Active Flow Control for High Lift Airfoils: Separation Versus Circulation Control

Abstract

*† ‡ § Wind tunnel investigations were conducted with the goal of gaining a better understanding of the mechanisms governing Active Flow Control (AFC) for flows dominated by large separated regions and its effects on separation control versus circulation control. Inviscid solutions were calculated to gain insight into the pressure distribution around the leading edge and flap shoulder as well as set goals for the AFC application. This series of tests utilized the ADVINT 5%-scale airfoil model. Steady blowing AFC was used extensively in conjunction with a surface tangent, downstream facing slot located immediately upstream of the flap on the trailing edge of the main element. AFC amplitude sweeps were performed for several flap deflections and free stream velocities over a wide range of angles of attack. The data were compared to the inviscid solutions to show that significantly enhanced lift can be obtained without controlling flow separation, and lift can be enhanced beyond inviscid levels through control of separation in addition to circulation enhancement for an extremely high energy input.
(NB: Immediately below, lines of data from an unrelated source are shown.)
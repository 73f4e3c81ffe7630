//! Copyright (C) 2026 Pedro Henrique / phkaiser13
//!
//! Unlike the operator, which resolves auth from Kubernetes Secrets, the
//! agent reads credentials from fixed files under `STOKER_CREDENTIALS_DIR`
//! — mounted there by the webhook collaborator out of scope for this
//! system. Fixed filesystem paths rather than environment variables, so
//! credential values never leak through the process environment.
//! App-identity auth resolves to the same on-disk shape as
//! declared token auth: the operator materializes the exchanged
//! installation token into a plain secret mounted as a `git-token` file,
//! so this module never performs its own JWT exchange.
//!
//! SPDX-License-Identifier: Apache-2.0

use git_client::{HostKeyPolicy, ResolvedAuth};
use std::path::{Path, PathBuf};
use thiserror::Error;

const GIT_TOKEN_FILE: &str = "git-token";
const GIT_SSH_KEY_FILE: &str = "git-ssh-key";
const KNOWN_HOSTS_FILE: &str = "known-hosts-sha256";
const GATEWAY_API_KEY_FILE: &str = "gateway-api-key";

#[derive(Debug, Error)]
pub enum Error {
    #[error("auth type '{0}' requires credentials file '{1}' which is missing under the credentials dir")]
    MissingCredentialFile(String, String),
    #[error("io error reading '{path}': {source}")]
    Io {
        path: String,
        #[source]
        source: std::io::Error,
    },
}

fn read_trimmed(path: &Path) -> Result<String, std::io::Error> {
    Ok(std::fs::read_to_string(path)?.trim().to_string())
}

/// Resolves the metadata record's `authType` into a concrete `ResolvedAuth`
/// by reading the matching file. `none` requires no file; `ssh` and
/// `token`/`app` each read one plain-text file.
pub fn load_auth(credentials_dir: &Path, auth_type: &str) -> Result<ResolvedAuth, Error> {
    match auth_type {
        "none" => Ok(ResolvedAuth::None),
        "token" | "app" => {
            let path = credentials_dir.join(GIT_TOKEN_FILE);
            if !path.exists() {
                return Err(Error::MissingCredentialFile(auth_type.to_string(), GIT_TOKEN_FILE.to_string()));
            }
            let token = read_trimmed(&path).map_err(|source| Error::Io { path: path.display().to_string(), source })?;
            Ok(ResolvedAuth::Token { token })
        }
        "ssh" => {
            let path = credentials_dir.join(GIT_SSH_KEY_FILE);
            if !path.exists() {
                return Err(Error::MissingCredentialFile(auth_type.to_string(), GIT_SSH_KEY_FILE.to_string()));
            }
            Ok(ResolvedAuth::Ssh { private_key_path: path, passphrase: None })
        }
        other => Err(Error::MissingCredentialFile(other.to_string(), GIT_TOKEN_FILE.to_string())),
    }
}

/// Mirrors `git_client::host_key_policy_from_secret`, sourced from a file
/// instead of a Secret value.
pub fn load_host_key_policy(credentials_dir: &Path) -> HostKeyPolicy {
    let path = credentials_dir.join(KNOWN_HOSTS_FILE);
    match read_trimmed(&path) {
        Ok(sha256) if !sha256.is_empty() => HostKeyPolicy::Enforced { known_hosts_sha256: sha256 },
        _ => HostKeyPolicy::Disabled,
    }
}

pub fn gateway_api_key_path(credentials_dir: &Path) -> PathBuf {
    credentials_dir.join(GATEWAY_API_KEY_FILE)
}

pub fn load_gateway_api_key(credentials_dir: &Path) -> Result<String, Error> {
    let path = gateway_api_key_path(credentials_dir);
    read_trimmed(&path).map_err(|source| Error::Io { path: path.display().to_string(), source })
}

#[cfg(test)]
mod tests {
    use super::*;

    #[test]
    fn none_auth_needs_no_file() {
        let dir = tempfile::tempdir().unwrap();
        let auth = load_auth(dir.path(), "none").unwrap();
        assert!(matches!(auth, ResolvedAuth::None));
    }

    #[test]
    fn missing_token_file_is_reported() {
        let dir = tempfile::tempdir().unwrap();
        let err = load_auth(dir.path(), "token").unwrap_err();
        assert!(matches!(err, Error::MissingCredentialFile(_, _)));
    }

    #[test]
    fn token_file_is_trimmed() {
        let dir = tempfile::tempdir().unwrap();
        std::fs::write(dir.path().join(GIT_TOKEN_FILE), "ghs_abc123\n").unwrap();
        let auth = load_auth(dir.path(), "token").unwrap();
        match auth {
            ResolvedAuth::Token { token } => assert_eq!(token, "ghs_abc123"),
            _ => panic!("expected Token variant"),
        }
    }

    #[test]
    fn app_auth_type_reads_same_file_as_token() {
        let dir = tempfile::tempdir().unwrap();
        std::fs::write(dir.path().join(GIT_TOKEN_FILE), "installation-token").unwrap();
        let auth = load_auth(dir.path(), "app").unwrap();
        assert!(matches!(auth, ResolvedAuth::Token { .. }));
    }

    #[test]
    fn absent_known_hosts_file_disables_verification() {
        let dir = tempfile::tempdir().unwrap();
        assert!(matches!(load_host_key_policy(dir.path()), HostKeyPolicy::Disabled));
    }
}
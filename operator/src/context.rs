//! Copyright (C) 2026 Pedro Henrique / phkaiser13
//!
//! Shared state handed to every reconcile invocation: the Kubernetes
//! client, the per-record backoff map, the ref-resolution cache, and the
//! GitHub App token cache — mirroring the single `Context { client }`
//! struct the controller manager passes to each of its controllers,
//! widened here to the extra caches this reconciler needs.
//!
//! SPDX-License-Identifier: Apache-2.0

use crate::backoff::BackoffMap;
use crate::ref_cache::RefCache;
use git_client::AppTokenCache;
use kube::runtime::events::Reporter;
use kube::Client;

pub struct Context {
    pub client: Client,
    pub backoff: BackoffMap,
    pub ref_cache: RefCache,
    pub token_cache: AppTokenCache,
    pub rbac_auto_bind: bool,
    pub reporter: Reporter,
}

impl Context {
    pub fn new(client: Client, rbac_auto_bind: bool) -> Self {
        Context {
            client,
            backoff: BackoffMap::new(),
            ref_cache: RefCache::new(),
            token_cache: AppTokenCache::new(),
            rbac_auto_bind,
            reporter: crate::events::reporter(),
        }
    }
}
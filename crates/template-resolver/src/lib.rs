//! Copyright (C) 2026 Pedro Henrique / phkaiser13
//!
//! Resolves `{{.Var}}`-style placeholders in mapping source/destination
//! paths. Deliberately hand-rolled rather than built on a general templating
//! engine: the contract forbids method calls, collaborator access, and I/O
//! from template context, which a general-purpose engine would have to be
//! fenced off rather than simply not providing.
//!
//! SPDX-License-Identifier: Apache-2.0

use std::collections::BTreeMap;
use thiserror::Error;

pub const MAX_RESOLVED_PATH_LEN: usize = 4096;

#[derive(Debug, Error, PartialEq, Eq)]
pub enum Error {
    #[error("unknown template variable '{0}'")]
    MissingVariable(String),
    #[error("unterminated template placeholder")]
    UnterminatedPlaceholder,
    #[error("invalid template placeholder '{0}': must be of the form {{{{.Var}}}}")]
    InvalidPlaceholder(String),
    #[error("invalid variable key '{0}': must be a valid identifier")]
    InvalidVariableKey(String),
    #[error("resolved path '{0}' is not relative")]
    AbsolutePath(String),
    #[error("resolved path '{0}' contains a '..' segment")]
    ParentTraversal(String),
    #[error("resolved path exceeds {MAX_RESOLVED_PATH_LEN} bytes")]
    PathTooLong,
}

/// The flat, restricted variable context templates resolve against. No
/// methods, no references to live system objects, no I/O functions.
#[derive(Debug, Clone, Default)]
pub struct Context {
    pub vars: BTreeMap<String, String>,
    pub gateway_name: String,
    pub namespace: String,
    pub git_ref: String,
    pub commit: String,
}

impl Context {
    fn lookup(&self, key: &str) -> Option<String> {
        match key {
            "GatewayName" => Some(self.gateway_name.clone()),
            "Namespace" => Some(self.namespace.clone()),
            "Ref" => Some(self.git_ref.clone()),
            "Commit" => Some(self.commit.clone()),
            other => self.vars.get(other).cloned(),
        }
    }
}

/// A var key must be a valid identifier: letters, digits, underscores, not
/// starting with a digit. Keys with dashes or dots cannot be addressed by
/// the `{{.Var}}` syntax and are rejected wherever profiles are validated.
pub fn is_valid_var_key(key: &str) -> bool {
    let mut chars = key.chars();
    match chars.next() {
        Some(c) if c.is_ascii_alphabetic() || c == '_' => {}
        _ => return false,
    }
    chars.all(|c| c.is_ascii_alphanumeric() || c == '_')
}

/// Resolves every `{{.Var}}` placeholder in `template`, then re-validates
/// the resolved string as a safe relative path. Missing variables are a
/// hard error; silent empty substitution is never performed.
pub fn resolve(template: &str, ctx: &Context) -> Result<String, Error> {
    let mut out = String::with_capacity(template.len());
    let mut rest = template;

    while let Some(start) = rest.find("{{") {
        out.push_str(&rest[..start]);
        let after_open = &rest[start + 2..];
        let end = after_open
            .find("}}")
            .ok_or(Error::UnterminatedPlaceholder)?;
        let inner = &after_open[..end];

        if !inner.starts_with('.') {
            return Err(Error::InvalidPlaceholder(inner.to_string()));
        }
        let var_name = &inner[1..];
        if !is_valid_var_key(var_name) {
            return Err(Error::InvalidVariableKey(var_name.to_string()));
        }
        let value = ctx
            .lookup(var_name)
            .ok_or_else(|| Error::MissingVariable(var_name.to_string()))?;
        out.push_str(&value);

        rest = &after_open[end + 2..];
    }
    out.push_str(rest);

    validate_resolved_path(&out)?;
    Ok(out)
}

fn validate_resolved_path(path: &str) -> Result<(), Error> {
    if path.len() > MAX_RESOLVED_PATH_LEN {
        return Err(Error::PathTooLong);
    }
    if path.starts_with('/') {
        return Err(Error::AbsolutePath(path.to_string()));
    }
    if path.split('/').any(|segment| segment == "..") {
        return Err(Error::ParentTraversal(path.to_string()));
    }
    Ok(())
}

#[cfg(test)]
mod tests {
    use super::*;

    fn ctx() -> Context {
        Context {
            vars: BTreeMap::from([("Site".to_string(), "plant-a".to_string())]),
            gateway_name: "gw-1".to_string(),
            namespace: "scada".to_string(),
            git_ref: "main".to_string(),
            commit: "abc123".to_string(),
        }
    }

    #[test]
    fn resolves_user_and_reserved_vars() {
        let resolved = resolve("sites/{{.Site}}/{{.GatewayName}}.json", &ctx()).unwrap();
        assert_eq!(resolved, "sites/plant-a/gw-1.json");
    }

    #[test]
    fn missing_variable_is_hard_error() {
        let err = resolve("{{.Unknown}}", &ctx()).unwrap_err();
        assert_eq!(err, Error::MissingVariable("Unknown".to_string()));
    }

    #[test]
    fn absolute_path_after_resolution_rejected() {
        let mut c = ctx();
        c.vars.insert("Root".to_string(), "/etc".to_string());
        let err = resolve("{{.Root}}/passwd", &c).unwrap_err();
        assert!(matches!(err, Error::AbsolutePath(_)));
    }

    #[test]
    fn parent_traversal_after_resolution_rejected() {
        let mut c = ctx();
        c.vars.insert("Up".to_string(), "..".to_string());
        let err = resolve("{{.Up}}/secret", &c).unwrap_err();
        assert!(matches!(err, Error::ParentTraversal(_)));
    }

    #[test]
    fn invalid_placeholder_without_leading_dot() {
        let err = resolve("{{Site}}", &ctx()).unwrap_err();
        assert!(matches!(err, Error::InvalidPlaceholder(_)));
    }

    #[test]
    fn var_key_validation() {
        assert!(is_valid_var_key("Site_1"));
        assert!(!is_valid_var_key("1Site"));
        assert!(!is_valid_var_key("site-name"));
        assert!(!is_valid_var_key("site.name"));
        assert!(!is_valid_var_key(""));
    }
}
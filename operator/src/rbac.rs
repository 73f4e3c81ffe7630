//! Copyright (C) 2026 Pedro Henrique / phkaiser13
//!
//! Auto-binds a gateway pod's service account to the fixed `ClusterRole`
//! that lets it read its own metadata/status records, via the same
//! server-side-apply `RoleBinding` idiom used everywhere else this
//! workspace manages RBAC objects.
//!
//! SPDX-License-Identifier: Apache-2.0

use gatewaysync_api::GatewaySync;
use k8s_openapi::api::rbac::v1 as rbac;
use kube::api::{Api, ObjectMeta, Patch, PatchParams};
use kube::{Client, Resource, ResourceExt};
use thiserror::Error;

const FIELD_MANAGER: &str = "gatewaysync-operator.sync.stoker.io";
const AGENT_CLUSTER_ROLE: &str = "stoker-agent-reader";

#[derive(Debug, Error)]
pub enum Error {
    #[error("kubernetes API error: {0}")]
    Kube(#[from] kube::Error),
    #[error("GatewaySync has no owner reference")]
    MissingOwnerRef,
}

/// Whether `ensure_agent_role_binding` created a binding that did not exist
/// before, or left an already-correct one untouched. The caller uses this
/// to emit exactly one audit event per binding, not one per revolution.
#[derive(Debug, Clone, Copy, PartialEq, Eq)]
pub enum BindingOutcome {
    Created,
    Unchanged,
}

/// Idempotently ensures a `RoleBinding` exists in `namespace` granting
/// `service_account` the `stoker-agent-reader` ClusterRole. Safe to call every
/// revolution: server-side apply is a no-op when the desired object is
/// unchanged.
pub async fn ensure_agent_role_binding(
    client: &Client,
    owner: &GatewaySync,
    namespace: &str,
    service_account: &str,
) -> Result<BindingOutcome, Error> {
    let bindings: Api<rbac::RoleBinding> = Api::namespaced(client.clone(), namespace);
    let owner_ref = owner.controller_owner_ref(&()).ok_or(Error::MissingOwnerRef)?;
    // Keyed on the service account, not just the owning record: distinct
    // gateway candidates can run under distinct service accounts, and
    // `subjects` below is a single-element list under one field manager,
    // so two service accounts sharing a binding name would clobber each
    // other's subject on alternating applies.
    let binding_name = format!("gatewaysync-{}-{}-agent", owner.name_any(), service_account);

    let already_exists = bindings.get_opt(&binding_name).await?.is_some();

    let desired = rbac::RoleBinding {
        metadata: ObjectMeta {
            name: Some(binding_name.clone()),
            namespace: Some(namespace.to_string()),
            owner_references: Some(vec![owner_ref]),
            ..Default::default()
        },
        role_ref: rbac::RoleRef {
            api_group: "rbac.authorization.k8s.io".to_string(),
            kind: "ClusterRole".to_string(),
            name: AGENT_CLUSTER_ROLE.to_string(),
        },
        subjects: Some(vec![rbac::Subject {
            kind: "ServiceAccount".to_string(),
            name: service_account.to_string(),
            namespace: Some(namespace.to_string()),
            api_group: None,
        }]),
    };

    bindings
        .patch(&binding_name, &PatchParams::apply(FIELD_MANAGER), &Patch::Apply(&desired))
        .await?;

    Ok(if already_exists { BindingOutcome::Unchanged } else { BindingOutcome::Created })
}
The tests also reveal two other important mechanisms for control of aerodynamic forces on lifting bodies: the direct momentum vectoring of the AFC and “super inviscid” performance along surfaces with the aid of high-speed attached jets. Optimizing the performance with AFC requires understanding these two mechanisms in addition to separation and circulation control, and the dependence of all four on the various control parameters. Understanding previous results, including those referred to as “super circulation” or Coanda type upper-surface blowing, requires the type of insight revealed by the present experiments. The results are also very helpful in deciding on the choice of AFC methodology between steady and unsteady suction or blowing and zero mass flux (ZMF).